Devs don't need home automation plattforms
If you know how to write code, you do not need a home automation platform - anything you need, you can build yourself.
Home Automation platforms are awesome. Great for everyone, unless you know how to code: Then you don’t need them. Here is why: Any automation the platform provides to you, comes coupled with the platform’s complex ecosystem and if you know how to write code, you can very quickly build all the automation you need yourself.
Q: I could build home automation myself, but why would I rebuild [Input your favorite home automation platform here]?
A: Why would you do that?
Q: But how will I be able to turn on the lights in the kitchen, when I press the button by the door?
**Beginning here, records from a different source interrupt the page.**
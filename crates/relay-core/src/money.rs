//! # Money Module
//!
//! Provides the `Money` type for amounts carried through the relay.
//!
//! ## Why Integer Money?
//! ```text
//! ┌─────────────────────────────────────────────────────────────────────────┐
//! │  THE FLOATING POINT PROBLEM                                             │
//! │                                                                         │
//! │  Summing installments as floats:                                        │
//! │    0.1 + 0.2 = 0.30000000000000004  ❌ WRONG!                           │
//! │                                                                         │
//! │  An invoice total must equal the sum of its due-dates EXACTLY,         │
//! │  otherwise the consumer rejects the import.                            │
//! │                                                                         │
//! │  OUR SOLUTION: Integer minor units                                      │
//! │    10000 + 15000 = 25000 (100.00 + 150.00 = 250.00)                     │
//! │                                                                         │
//! └─────────────────────────────────────────────────────────────────────────┘
//! ```
//!
//! The buffer tables store every amount in minor units (`*_cents` columns),
//! independent of currency.
//!
//! ## Usage
//! ```rust
//! use relay_core::money::Money;
//!
//! let first = Money::from_cents(10000);  // 100.00
//! let second = Money::from_cents(15000); // 150.00
//!
//! let total: Money = [first, second].into_iter().sum();
//! assert_eq!(total.cents(), 25000);
//! assert_eq!(total.to_string(), "250.00");
//! ```

use serde::{Deserialize, Serialize, Serializer};
use std::fmt;
use std::iter::Sum;
use std::ops::{Add, AddAssign, Sub};
use ts_rs::TS;

// =============================================================================
// Money Type
// =============================================================================

/// A monetary value in the smallest currency unit.
///
/// ## Design Decisions
/// - **i64 (signed)**: credit notes arrive from the ERP as negative amounts
/// - **Single field tuple struct**: Zero-cost abstraction over i64
/// - **No currency**: a transfer unit carries its currency code separately
#[derive(Debug, Clone, Copy, PartialEq, Eq, PartialOrd, Ord, Hash, Serialize, Deserialize, TS)]
#[ts(export)]
pub struct Money(i64);

impl Money {
    /// Creates a Money value from minor units.
    ///
    /// ## Example
    /// ```rust
    /// use relay_core::money::Money;
    ///
    /// let amount = Money::from_cents(1099); // 10.99
    /// assert_eq!(amount.cents(), 1099);
    /// ```
    #[inline]
    pub const fn from_cents(cents: i64) -> Self {
        Money(cents)
    }

    /// Returns the value in minor units.
    #[inline]
    pub const fn cents(&self) -> i64 {
        self.0
    }

    /// Returns the major unit portion.
    #[inline]
    pub const fn major(&self) -> i64 {
        self.0 / 100
    }

    /// Returns the minor unit portion (always 0-99).
    #[inline]
    pub const fn minor(&self) -> i64 {
        (self.0 % 100).abs()
    }

    /// Returns zero money value.
    #[inline]
    pub const fn zero() -> Self {
        Money(0)
    }

    /// Checks if the value is zero.
    #[inline]
    pub const fn is_zero(&self) -> bool {
        self.0 == 0
    }

    /// Checks if the value is negative (credit note).
    #[inline]
    pub const fn is_negative(&self) -> bool {
        self.0 < 0
    }

    /// Adds two amounts, returning `None` on overflow.
    #[inline]
    pub const fn checked_add(self, other: Self) -> Option<Self> {
        match self.0.checked_add(other.0) {
            Some(cents) => Some(Money(cents)),
            None => None,
        }
    }
}

// =============================================================================
// Wire Format
// =============================================================================

/// Serializes minor units as a decimal string (`25000` → `"250.00"`).
///
/// Used with `#[serde(serialize_with = ...)]` on `*_cents` fields so the
/// consumer receives exact amounts in major units.
pub fn serialize_decimal<S: Serializer>(cents: &i64, serializer: S) -> Result<S::Ok, S::Error> {
    serializer.collect_str(&Money::from_cents(*cents))
}

/// Like [`serialize_decimal`], keeping `None` as `null`.
pub fn serialize_optional_decimal<S: Serializer>(
    cents: &Option<i64>,
    serializer: S,
) -> Result<S::Ok, S::Error> {
    match cents {
        Some(cents) => serialize_decimal(cents, serializer),
        None => serializer.serialize_none(),
    }
}

// =============================================================================
// Trait Implementations
// =============================================================================

/// Plain decimal rendering (`-12.50`), used in log lines.
impl fmt::Display for Money {
    fn fmt(&self, f: &mut fmt::Formatter<'_>) -> fmt::Result {
        let sign = if self.0 < 0 { "-" } else { "" };
        write!(f, "{}{}.{:02}", sign, self.major().abs(), self.minor())
    }
}

impl Default for Money {
    fn default() -> Self {
        Money::zero()
    }
}

/// Saturates at the i64 bounds instead of wrapping or panicking.
impl Add for Money {
    type Output = Self;

    #[inline]
    fn add(self, other: Self) -> Self {
        Money(self.0.saturating_add(other.0))
    }
}

impl AddAssign for Money {
    #[inline]
    fn add_assign(&mut self, other: Self) {
        self.0 = self.0.saturating_add(other.0);
    }
}

/// Saturates at the i64 bounds instead of wrapping or panicking.
impl Sub for Money {
    type Output = Self;

    #[inline]
    fn sub(self, other: Self) -> Self {
        Money(self.0.saturating_sub(other.0))
    }
}

impl Sum for Money {
    fn sum<I: Iterator<Item = Money>>(iter: I) -> Self {
        iter.fold(Money::zero(), Add::add)
    }
}

// =============================================================================
// Unit Tests
// =============================================================================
And here we have the problem: We talk about scopes all day at work and forget about it when we come home. Having a button switch on a light: That should not be handled by your home automation platform. That is not automation, that’s linking stuff together using software that should be done with switches and wires. Cases like lowering the blinds when the sun is out and the internal room temperature is rising, now that’s home automation.
There is a simple truth, we software engineers, coders, and home automation enthusiasts must learn: No one cares, that we have a cool piece of software linking the light switch to the light in the ceiling. No one. It’s just you (and maybe some of your peers with the same interests). Home automation is still useful though. Having motion sensors disabled during the day, running a boiler only during the night, using blinds to shade your house to prevent running the AC, or dialing down the floor heating when the sun is out in winter - that’s all sensible usages of home automation. Also: All of these things are just as hard to do with a home automation platform as if you did it yourself. Home automation platforms are essentially abstractions, attempting to hide the complexity of interacting with various devices in your home. Abstractions never make things easier and once you intend some more advanced uses of these systems, this abstraction will become very leaky and therefore useless.
Here is my advice: Make your home function without any automation whatsoever. Wire up things the way they need to be for you and your family/partner to function. Your electrician can help you with that, he has the expertise. Then you start measuring: Gather room temperatures and humidity using wireless sensors. Measure the temperature of water supplied and returned from your heating system, and the amount of energy supplied to the appliances like dishwashers, boilers, washers and dryers. Then and only then, do you start automating: Add wireless relays to your blinds, controlled valves to your heating, relays to control the boilers, etc. Then you find the smallest piece of computing hardware that will run the programming language you are most familiar with and use that thing to tie together all the sensors and actors the way it makes sense.
Keep in mind: Your home should be functional even if your automation breaks and you are no longer around to fix it.